It turns out we need to add and specify a few things to Pandoc in order to obtain a presentable manuscript. As you can see, these details are not included in this file, the manuscript.md file. That is because we are trying to separate content from style (and distractions). So this file is where we should write our manuscript. The details that specify things like the font, whether or not we want numbered sections, the addition of line numbers, etc are in small helpers files. Lets go over these now.

Participants

To generate the PDF output, we simply need to run pandoc -d header.yaml on the command line. The content of this file could be placed in a yaml header at the top of this document, but that would be distracting to use and confusing to our co-authors who might not be familiar with Markdown and Pandoc. So, we extracted the yaml header and placed it in its own file: header.yaml. Note that yaml files need to be formatted based on some simple rules, so if you want to change anything, make sure you adhere to proper formatting style; a quick Google search will locate a quick tutorial if you need one.

In header.yaml, we find two commands related to referencing.
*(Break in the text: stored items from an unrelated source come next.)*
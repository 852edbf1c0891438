//! Single sequential pass over an input.

use std::io::{ErrorKind, Read};
use std::sync::atomic::{AtomicBool, Ordering};
use std::sync::Arc;

use crate::analysis::{AnalysisError, AnalysisState};

/// Shared cancellation flag, checked at every read boundary.
#[derive(Debug, Clone, Default)]
pub struct CancelToken(Arc<AtomicBool>);

impl CancelToken {
    /// Creates a token that is not cancelled.
    pub fn new() -> Self {
        Self::default()
    }

    /// Requests cancellation of every analysis holding this token.
    pub fn cancel(&self) {
        self.0.store(true, Ordering::Relaxed);
    }

    /// Returns true once [`CancelToken::cancel`] has been called.
    #[inline]
    pub fn is_cancelled(&self) -> bool {
        self.0.load(Ordering::Relaxed)
    }
}

/// Drives an [`AnalysisState`] from a reader until end of stream.
pub struct StreamReader {
    buffer: Vec<u8>,
    cancel: CancelToken,
}

impl StreamReader {
    /// Creates a reader with the given chunk size.
    pub fn new(buffer_size: usize, cancel: CancelToken) -> Self {
        Self {
            buffer: vec![0; buffer_size.max(1)],
            cancel,
        }
    }

    /// Reads `reader` to exhaustion, feeding every byte to `state` in order.
    ///
    /// End of stream is the normal termination. Interrupted reads are
    /// retried; any other I/O error is reported as
    /// [`AnalysisError::InputUnavailable`].
    pub fn consume<R: Read + ?Sized>(
        &mut self,
        input: &str,
        reader: &mut R,
        state: &mut AnalysisState,
    ) -> Result<(), AnalysisError> {
        loop {
            if self.cancel.is_cancelled() {
                tracing::warn!(input, consumed = state.bytes_consumed(), "Analysis cancelled");
                return Err(AnalysisError::Cancelled {
                    input: input.to_string(),
                    consumed: state.bytes_consumed(),
                });
            }

            let n = match reader.read(&mut self.buffer) {
                Ok(0) => return Ok(()),
                Ok(n) => n,
                Err(e) if e.kind() == ErrorKind::Interrupted => continue,
                Err(source) => {
                    return Err(AnalysisError::InputUnavailable {
                        input: input.to_string(),
                        source,
                    })
                }
            };

            state.observe_slice(&self.buffer[..n]);

            tracing::trace!(
                input,
                chunk = n,
                consumed = state.bytes_consumed(),
                "Read chunk"
            );
        }
    }
}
One specifies the Bibtex file that contains our references the other specifies the referencing style we want to use to format our references (note that a line that starts with # is a comment and has no effect).

# References and Reference Style
csl: journal-of-neurophysiology.csl
bibliography: references.bib
citeproc: true # required in pandoc 2.14

csl stands for Citation Style Language. As stated on its website:

"Welcome to the open source Citation Style Language (CSL) project! Our goal is to facilitate scholarly publishing by automating the formatting of citations and bibliographies. We develop the Citation Style Language and maintain a crowdsourced repository with over 10,000 free CSL citation styles."

We will have more to say about references later in this article.

The next part of the header.yaml file specifies the input and output files.

# Names of Input and Output Files
input-file: manuscript.md
output-file: manuscript.pdf

These will need to be changed if you decide to rename the base Markdown file, or if you want a specific name for the outputed PDF file.

Then our header.yaml file has three difference 'include' statements. These allow us to include the content of specified files into the header, or preamble, of the LaTeX file that will generate our article, as well as before and after the actual content of our article, the stuff if manuscript.md is added to the LaTeX file. What these files contain will be described in the following sub-sections.

# Addition to LaTeX Template
include-in-header: header.tex # Change margin and line spacing
include-before-body: before_body.tex
include-after-body: after_body.tex

The next section in the header.yaml file specifies some Pandoc variables that will control various aspects of how are article is generated. In order to properly process special characters typed directly into our text editor, rather than specifying a special LaTeX command, we are using the xelatex pdf-engine. To have these special characters appear in our This font was selected as it has good support for special characters.

# LaTeX Specifications
pdf-engine: xelatex
variables:
  documentclass: article
  mainfont: "DejaVu Serif"
  sansfont: Arial
  classoption:
    - 10pt # 11pt, 12pt

The final part of header.yaml contains instructions and a commented out line related to adding numbered sections to our article.

# To have numbered sections, uncomment the following line.
# But we don't want our Title or Abstract to be numbered,
# so we will add {.unnumbered} next to our Title and Abstract
# headers, separated by one space.
# Example: # Abstract {.unnumbered}

# number-sections: true

Experimental set-up

The file called header.tex contains LaTeX commands that Pandoc will insert in the preamble of the LaTeX it generates to make our manuscript.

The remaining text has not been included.